Je vous remercie, monsieur le président, d'avoir adapté l'ordre du jour des travaux de votre Commission afin de me permettre de présenter l'avis de la Commission des finances. S'agissant d'un texte lourd et parfois compliqué, il était important que cette discussion ait lieu.
L'article 55 permet de revenir à une logique économique simple : celui qui produit la valeur ajoutée est celui qui doit s'acquitter de la TVA. Jusqu'à présent, la TVA immobilière était versée par l'acquéreur, ce qui était anormal. Au final, c'est bien le consommateur, c'est-à-dire l'acquéreur du bien, qui paiera la taxe, mais il n'aura pas à accomplir les formalités fiscales, d'autant que le paiement de la TVA sur le bien final est susceptible de donner droit à des dégrèvements de TVA sur tout ce qui a permis de produire celui-ci.

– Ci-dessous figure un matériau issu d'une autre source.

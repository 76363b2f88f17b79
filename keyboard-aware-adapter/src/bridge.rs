use keyboard_aware::{KeyboardTransition, KeyboardTransitionEvent, ViewId};

/// Event names exposed to the application layer.
#[derive(Clone, Copy, Debug, PartialEq, Eq, Hash)]
#[cfg_attr(feature = "serde", derive(serde::Serialize, serde::Deserialize))]
pub enum BridgeEventName {
    #[cfg_attr(feature = "serde", serde(rename = "keyboardVisible"))]
    KeyboardVisible,
    #[cfg_attr(feature = "serde", serde(rename = "keyboardHidden"))]
    KeyboardHidden,
}

impl BridgeEventName {
    pub fn as_str(self) -> &'static str {
        match self {
            Self::KeyboardVisible => "keyboardVisible",
            Self::KeyboardHidden => "keyboardHidden",
        }
    }
}

impl core::fmt::Display for BridgeEventName {
    fn fmt(&self, f: &mut core::fmt::Formatter<'_>) -> core::fmt::Result {
        f.write_str(self.as_str())
    }
}

/// Map payload of a `keyboardVisible` event.
#[derive(Clone, Copy, Debug, PartialEq, Eq, Hash)]
#[cfg_attr(feature = "serde", derive(serde::Serialize, serde::Deserialize))]
pub struct BridgePayload {
    /// Container height with the keyboard shown, in pixels.
    pub height: u32,
}

/// A keyboard transition in the shape a host bridge dispatches it.
///
/// With `feature = "serde"`, this serializes as
/// `{"viewId":..,"timestampMs":..,"eventName":"keyboardVisible","payload":{"height":..}}`;
/// `keyboardHidden` carries `"payload":null`.
#[derive(Clone, Copy, Debug, PartialEq, Eq, Hash)]
#[cfg_attr(feature = "serde", derive(serde::Serialize, serde::Deserialize))]
#[cfg_attr(feature = "serde", serde(rename_all = "camelCase"))]
pub struct BridgeEvent {
    pub view_id: ViewId,
    pub timestamp_ms: u64,
    pub event_name: BridgeEventName,
    pub payload: Option<BridgePayload>,
}

impl BridgeEvent {
    pub fn name(&self) -> &'static str {
        self.event_name.as_str()
    }

    /// Recovers the transition this event was encoded from.
    ///
    /// Returns `None` for a `keyboardVisible` event without a payload.
    pub fn transition(&self) -> Option<KeyboardTransition> {
        match (self.event_name, self.payload) {
            (BridgeEventName::KeyboardVisible, Some(p)) => {
                Some(KeyboardTransition::Shown { height: p.height })
            }
            (BridgeEventName::KeyboardVisible, None) => None,
            (BridgeEventName::KeyboardHidden, _) => Some(KeyboardTransition::Hidden),
        }
    }
}

impl From<KeyboardTransitionEvent> for BridgeEvent {
    fn from(event: KeyboardTransitionEvent) -> Self {
        let (event_name, payload) = match event.transition {
            KeyboardTransition::Shown { height } => (
                BridgeEventName::KeyboardVisible,
                Some(BridgePayload { height }),
            ),
            KeyboardTransition::Hidden => (BridgeEventName::KeyboardHidden, None),
        };
        Self {
            view_id: event.view_id,
            timestamp_ms: event.timestamp_ms,
            event_name,
            payload,
        }
    }
}
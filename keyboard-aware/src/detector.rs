use core::cmp::Ordering;

use crate::{DetectorPolicy, KeyboardTransition, MeasurementSample};

/// The height-delta heuristic.
///
/// Stateless: every call depends only on its arguments and the policy, so it is safe to run
/// inside a layout pass. Degenerate input (zero heights, no previous measurement, rotation)
/// yields `None`; a missed transition is preferred over a spurious one.
#[derive(Clone, Copy, Debug, Default, PartialEq)]
pub struct KeyboardVisibilityDetector {
    policy: DetectorPolicy,
}

impl KeyboardVisibilityDetector {
    pub fn new(policy: DetectorPolicy) -> Self {
        Self { policy }
    }

    pub fn policy(&self) -> &DetectorPolicy {
        &self.policy
    }

    pub fn set_policy(&mut self, policy: DetectorPolicy) {
        self.policy = policy;
    }

    /// Decides whether `sample` is a keyboard show, a keyboard hide, or neither.
    ///
    /// `previous_height` is the last height recorded for the view; `0` means none was recorded.
    pub fn evaluate(
        &self,
        sample: MeasurementSample,
        previous_height: u32,
    ) -> Option<KeyboardTransition> {
        if self.policy.suppress_first_measurement && previous_height == 0 {
            return None;
        }
        if self.policy.suppress_on_width_change && sample.width_changed() {
            return None;
        }

        let current = sample.current_height;
        let proposed = sample.proposed_height;
        if current == proposed || current == 0 {
            return None;
        }

        let ratio = sample.height_delta() as f64 / current as f64;
        // NaN thresholds never compare greater, so they suppress instead of firing.
        if ratio.partial_cmp(&self.policy.threshold) != Some(Ordering::Greater) {
            return None;
        }

        if current > proposed {
            Some(KeyboardTransition::Shown { height: proposed })
        } else {
            Some(KeyboardTransition::Hidden)
        }
    }

    /// The fraction of the current height this sample would add or remove.
    ///
    /// Returns `None` when the current height is zero.
    pub fn height_ratio(sample: MeasurementSample) -> Option<f64> {
        if sample.current_height == 0 {
            return None;
        }
        Some(sample.height_delta() as f64 / sample.current_height as f64)
    }
}
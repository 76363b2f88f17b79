// Example: feed a tracker the measurement passes of a keyboard show/hide cycle.
use keyboard_aware::{KeyboardTracker, MeasurementSample, TrackerOptions};

fn main() {
    let mut tracker = KeyboardTracker::new(42, TrackerOptions::new());

    let passes = [
        MeasurementSample::new(0, 0, 1080, 1920),        // initial layout
        MeasurementSample::height_change(1080, 1920, 1880), // toolbar appears
        MeasurementSample::height_change(1080, 1880, 1100), // keyboard opens
        MeasurementSample::new(1080, 1100, 1920, 600),   // rotation
        MeasurementSample::height_change(1920, 600, 1000), // keyboard closes
    ];

    for (i, sample) in passes.into_iter().enumerate() {
        let now_ms = 16 * i as u64;
        let event = tracker.on_measure(sample, now_ms);
        println!("pass={i} sample={sample:?} event={event:?} state={:?}", tracker.state());
    }
}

Il existe historiquement plusieurs régimes, dont l'enchevêtrement est extrême, ce qui peut offrir des possibilités d'évasion fiscale. La situation actuelle est très instable et, qui plus est, elle ne répond pas à la demande d'harmonisation des systèmes de TVA à l'échelle européenne formulée par la directive de 2006.
L'article 55 introduit donc plus qu'une simplification fiscale. C'est pourquoi la Commission des finances a adopté l'amendement CL 392, visant à intituler la section 6 : « Dispositions de mise en conformité du droit français avec le droit européen et de simplification en matière fiscale ».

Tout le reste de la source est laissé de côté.